┌─ Input for this task

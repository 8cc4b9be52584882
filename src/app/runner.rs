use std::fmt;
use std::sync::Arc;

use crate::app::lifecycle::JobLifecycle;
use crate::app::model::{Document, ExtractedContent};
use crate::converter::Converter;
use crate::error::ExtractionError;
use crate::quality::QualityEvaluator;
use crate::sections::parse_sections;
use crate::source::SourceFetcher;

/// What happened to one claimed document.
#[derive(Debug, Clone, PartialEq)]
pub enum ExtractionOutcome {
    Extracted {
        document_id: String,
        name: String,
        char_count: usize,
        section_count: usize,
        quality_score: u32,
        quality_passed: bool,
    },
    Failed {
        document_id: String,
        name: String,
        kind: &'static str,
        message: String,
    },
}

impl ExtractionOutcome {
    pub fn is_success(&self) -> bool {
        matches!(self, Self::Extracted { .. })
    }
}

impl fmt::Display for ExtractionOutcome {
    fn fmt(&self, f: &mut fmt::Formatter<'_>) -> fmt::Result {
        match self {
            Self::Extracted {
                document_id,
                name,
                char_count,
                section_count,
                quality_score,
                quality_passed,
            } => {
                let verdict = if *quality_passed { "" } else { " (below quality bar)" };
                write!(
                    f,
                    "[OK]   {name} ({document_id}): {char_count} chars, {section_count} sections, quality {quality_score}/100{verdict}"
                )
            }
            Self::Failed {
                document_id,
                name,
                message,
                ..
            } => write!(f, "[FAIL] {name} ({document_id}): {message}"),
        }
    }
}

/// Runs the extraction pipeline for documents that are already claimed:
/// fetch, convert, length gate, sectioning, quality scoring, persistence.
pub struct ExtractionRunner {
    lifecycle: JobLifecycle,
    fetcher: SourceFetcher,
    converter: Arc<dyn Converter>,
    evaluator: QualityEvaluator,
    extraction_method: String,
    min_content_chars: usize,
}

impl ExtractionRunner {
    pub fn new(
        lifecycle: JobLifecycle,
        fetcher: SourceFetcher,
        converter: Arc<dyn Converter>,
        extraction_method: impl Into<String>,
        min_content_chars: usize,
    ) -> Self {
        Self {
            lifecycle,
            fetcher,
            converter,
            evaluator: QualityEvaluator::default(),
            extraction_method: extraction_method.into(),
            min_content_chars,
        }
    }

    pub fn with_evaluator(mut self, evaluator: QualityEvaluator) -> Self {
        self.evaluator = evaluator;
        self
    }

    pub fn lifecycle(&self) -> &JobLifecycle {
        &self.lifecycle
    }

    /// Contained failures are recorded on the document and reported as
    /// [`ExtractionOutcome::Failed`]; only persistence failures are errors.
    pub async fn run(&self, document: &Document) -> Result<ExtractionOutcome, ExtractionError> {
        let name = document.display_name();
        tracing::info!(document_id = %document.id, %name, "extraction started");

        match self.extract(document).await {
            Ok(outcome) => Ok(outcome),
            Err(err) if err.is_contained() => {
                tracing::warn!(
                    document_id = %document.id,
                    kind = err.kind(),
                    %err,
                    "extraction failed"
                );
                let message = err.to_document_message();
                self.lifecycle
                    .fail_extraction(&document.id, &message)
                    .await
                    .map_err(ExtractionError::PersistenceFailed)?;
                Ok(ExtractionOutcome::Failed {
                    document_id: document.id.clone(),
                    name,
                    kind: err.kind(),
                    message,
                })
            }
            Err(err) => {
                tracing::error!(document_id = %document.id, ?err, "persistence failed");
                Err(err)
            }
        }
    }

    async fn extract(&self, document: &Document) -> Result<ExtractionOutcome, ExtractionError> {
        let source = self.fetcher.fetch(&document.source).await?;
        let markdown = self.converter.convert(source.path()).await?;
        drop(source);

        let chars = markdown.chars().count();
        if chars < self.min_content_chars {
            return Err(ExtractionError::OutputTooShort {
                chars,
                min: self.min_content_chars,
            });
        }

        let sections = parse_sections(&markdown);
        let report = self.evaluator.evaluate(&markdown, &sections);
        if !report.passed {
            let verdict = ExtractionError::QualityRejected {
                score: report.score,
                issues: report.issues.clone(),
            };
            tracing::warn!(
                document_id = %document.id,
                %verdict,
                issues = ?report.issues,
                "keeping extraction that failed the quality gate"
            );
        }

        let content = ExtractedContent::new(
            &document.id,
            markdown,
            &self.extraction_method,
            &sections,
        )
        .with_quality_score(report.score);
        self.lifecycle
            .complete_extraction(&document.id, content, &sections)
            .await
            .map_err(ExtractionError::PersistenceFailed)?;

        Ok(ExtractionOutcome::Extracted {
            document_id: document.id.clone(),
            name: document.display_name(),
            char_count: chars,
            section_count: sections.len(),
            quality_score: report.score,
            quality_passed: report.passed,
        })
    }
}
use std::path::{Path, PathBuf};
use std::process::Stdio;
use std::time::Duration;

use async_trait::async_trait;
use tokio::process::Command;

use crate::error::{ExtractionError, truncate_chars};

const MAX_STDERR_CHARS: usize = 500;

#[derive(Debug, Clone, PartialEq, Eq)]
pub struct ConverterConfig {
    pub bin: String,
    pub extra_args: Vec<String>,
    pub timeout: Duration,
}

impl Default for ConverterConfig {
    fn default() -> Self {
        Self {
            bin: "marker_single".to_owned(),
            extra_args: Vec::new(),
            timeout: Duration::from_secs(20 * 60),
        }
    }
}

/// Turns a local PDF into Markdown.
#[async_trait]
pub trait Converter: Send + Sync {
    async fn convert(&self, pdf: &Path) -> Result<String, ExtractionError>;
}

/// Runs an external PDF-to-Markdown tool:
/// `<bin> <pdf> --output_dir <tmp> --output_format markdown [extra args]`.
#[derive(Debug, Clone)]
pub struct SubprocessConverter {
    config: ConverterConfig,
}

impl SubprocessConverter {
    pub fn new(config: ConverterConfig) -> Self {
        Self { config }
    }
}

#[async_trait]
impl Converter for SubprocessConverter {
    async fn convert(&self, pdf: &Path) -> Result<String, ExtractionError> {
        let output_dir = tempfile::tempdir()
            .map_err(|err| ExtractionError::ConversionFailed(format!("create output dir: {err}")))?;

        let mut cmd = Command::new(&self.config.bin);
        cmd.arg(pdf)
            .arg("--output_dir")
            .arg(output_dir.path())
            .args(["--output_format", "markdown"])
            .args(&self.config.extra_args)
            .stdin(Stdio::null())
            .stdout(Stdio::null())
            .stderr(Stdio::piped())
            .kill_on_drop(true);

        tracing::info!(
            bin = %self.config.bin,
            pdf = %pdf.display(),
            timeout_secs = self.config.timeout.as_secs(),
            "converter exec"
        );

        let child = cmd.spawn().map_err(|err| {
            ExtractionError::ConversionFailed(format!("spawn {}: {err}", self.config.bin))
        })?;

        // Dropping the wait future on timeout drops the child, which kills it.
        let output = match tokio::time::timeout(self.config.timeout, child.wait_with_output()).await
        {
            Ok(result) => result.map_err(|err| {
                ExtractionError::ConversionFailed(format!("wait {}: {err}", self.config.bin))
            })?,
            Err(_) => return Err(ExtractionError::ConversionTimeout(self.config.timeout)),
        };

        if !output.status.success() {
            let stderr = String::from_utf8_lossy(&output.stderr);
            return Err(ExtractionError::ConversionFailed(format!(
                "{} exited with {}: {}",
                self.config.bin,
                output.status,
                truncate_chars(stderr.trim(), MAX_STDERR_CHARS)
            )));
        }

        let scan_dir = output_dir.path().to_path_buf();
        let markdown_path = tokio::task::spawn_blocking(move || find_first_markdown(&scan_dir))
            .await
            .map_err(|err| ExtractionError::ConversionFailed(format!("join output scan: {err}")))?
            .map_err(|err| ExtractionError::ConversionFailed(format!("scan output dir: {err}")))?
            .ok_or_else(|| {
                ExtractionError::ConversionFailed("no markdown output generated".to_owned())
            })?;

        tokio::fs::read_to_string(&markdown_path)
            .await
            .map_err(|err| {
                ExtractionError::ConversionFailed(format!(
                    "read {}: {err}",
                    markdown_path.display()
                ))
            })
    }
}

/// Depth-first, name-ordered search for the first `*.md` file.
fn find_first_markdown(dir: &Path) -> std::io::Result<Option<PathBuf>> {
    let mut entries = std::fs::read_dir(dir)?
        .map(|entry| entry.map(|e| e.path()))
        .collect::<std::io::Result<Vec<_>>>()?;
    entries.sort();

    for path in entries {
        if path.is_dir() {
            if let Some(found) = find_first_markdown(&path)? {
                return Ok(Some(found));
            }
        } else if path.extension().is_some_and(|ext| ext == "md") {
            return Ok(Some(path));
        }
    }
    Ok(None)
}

└─
┌─ Input for this task

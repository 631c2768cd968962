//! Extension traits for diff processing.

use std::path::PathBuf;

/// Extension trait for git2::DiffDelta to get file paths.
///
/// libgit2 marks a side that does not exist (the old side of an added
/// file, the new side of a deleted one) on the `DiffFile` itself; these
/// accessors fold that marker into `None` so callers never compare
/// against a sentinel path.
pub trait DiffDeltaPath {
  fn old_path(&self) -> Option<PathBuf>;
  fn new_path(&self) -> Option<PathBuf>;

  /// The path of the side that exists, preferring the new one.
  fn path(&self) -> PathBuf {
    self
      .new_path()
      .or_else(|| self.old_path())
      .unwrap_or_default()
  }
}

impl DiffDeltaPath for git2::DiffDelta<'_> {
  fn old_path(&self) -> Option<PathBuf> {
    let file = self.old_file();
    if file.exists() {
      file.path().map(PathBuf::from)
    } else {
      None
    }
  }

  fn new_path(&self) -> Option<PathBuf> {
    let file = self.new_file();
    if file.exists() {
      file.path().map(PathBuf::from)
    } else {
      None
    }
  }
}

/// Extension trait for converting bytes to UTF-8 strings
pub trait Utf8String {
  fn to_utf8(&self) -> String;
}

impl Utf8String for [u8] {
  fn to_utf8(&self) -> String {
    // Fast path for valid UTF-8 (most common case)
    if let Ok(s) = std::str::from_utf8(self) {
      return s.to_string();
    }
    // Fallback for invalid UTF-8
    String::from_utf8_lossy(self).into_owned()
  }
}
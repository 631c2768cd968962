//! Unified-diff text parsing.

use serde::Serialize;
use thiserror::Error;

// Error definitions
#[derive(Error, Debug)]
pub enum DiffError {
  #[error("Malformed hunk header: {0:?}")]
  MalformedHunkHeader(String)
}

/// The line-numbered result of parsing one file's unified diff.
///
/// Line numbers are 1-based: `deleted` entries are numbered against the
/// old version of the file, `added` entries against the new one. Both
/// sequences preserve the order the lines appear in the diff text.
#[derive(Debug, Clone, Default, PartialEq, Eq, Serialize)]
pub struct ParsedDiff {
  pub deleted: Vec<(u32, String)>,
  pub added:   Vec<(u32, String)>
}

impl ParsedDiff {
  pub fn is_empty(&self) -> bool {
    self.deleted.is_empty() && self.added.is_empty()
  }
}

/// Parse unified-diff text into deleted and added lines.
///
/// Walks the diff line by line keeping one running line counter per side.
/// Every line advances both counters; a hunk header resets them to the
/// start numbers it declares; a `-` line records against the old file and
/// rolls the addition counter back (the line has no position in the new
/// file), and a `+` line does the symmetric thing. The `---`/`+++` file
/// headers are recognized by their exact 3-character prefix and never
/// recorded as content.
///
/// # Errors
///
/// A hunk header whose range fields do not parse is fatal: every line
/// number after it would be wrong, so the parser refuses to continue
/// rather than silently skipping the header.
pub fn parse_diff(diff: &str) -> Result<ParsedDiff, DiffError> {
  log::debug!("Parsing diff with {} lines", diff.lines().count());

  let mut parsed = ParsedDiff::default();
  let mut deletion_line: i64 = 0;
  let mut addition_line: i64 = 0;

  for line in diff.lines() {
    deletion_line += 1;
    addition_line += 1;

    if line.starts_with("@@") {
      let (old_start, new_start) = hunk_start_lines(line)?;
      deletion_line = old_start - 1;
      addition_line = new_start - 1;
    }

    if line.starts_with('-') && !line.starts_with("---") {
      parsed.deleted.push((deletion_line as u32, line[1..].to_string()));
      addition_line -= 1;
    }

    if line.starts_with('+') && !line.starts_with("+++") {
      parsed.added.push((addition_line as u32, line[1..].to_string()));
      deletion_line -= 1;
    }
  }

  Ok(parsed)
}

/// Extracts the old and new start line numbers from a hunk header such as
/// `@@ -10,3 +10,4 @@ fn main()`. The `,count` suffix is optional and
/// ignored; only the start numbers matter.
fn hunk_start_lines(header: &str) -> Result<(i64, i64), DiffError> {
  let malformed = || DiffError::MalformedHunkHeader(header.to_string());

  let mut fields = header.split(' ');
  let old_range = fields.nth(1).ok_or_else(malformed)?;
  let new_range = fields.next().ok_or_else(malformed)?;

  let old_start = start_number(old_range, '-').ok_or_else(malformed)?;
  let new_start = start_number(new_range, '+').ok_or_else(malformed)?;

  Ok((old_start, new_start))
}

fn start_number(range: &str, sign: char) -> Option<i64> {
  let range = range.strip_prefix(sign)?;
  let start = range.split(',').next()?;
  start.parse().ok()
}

└─

**What is needed**
Your task for the entries above: copy exactly the span starting with the line with "use crate::error::ExtractionError;" and going on through the line with "pub fn is_success(&self)", both lines included, and nothing else.

**Answer for this exercise**
use crate::error::ExtractionError;
use crate::quality::QualityEvaluator;
use crate::sections::parse_sections;
use crate::source::SourceFetcher;

/// What happened to one claimed document.
#[derive(Debug, Clone, PartialEq)]
pub enum ExtractionOutcome {
    Extracted {
        document_id: String,
        name: String,
        char_count: usize,
        section_count: usize,
        quality_score: u32,
        quality_passed: bool,
    },
    Failed {
        document_id: String,
        name: String,
        kind: &'static str,
        message: String,
    },
}

impl ExtractionOutcome {
    pub fn is_success(&self) -> bool {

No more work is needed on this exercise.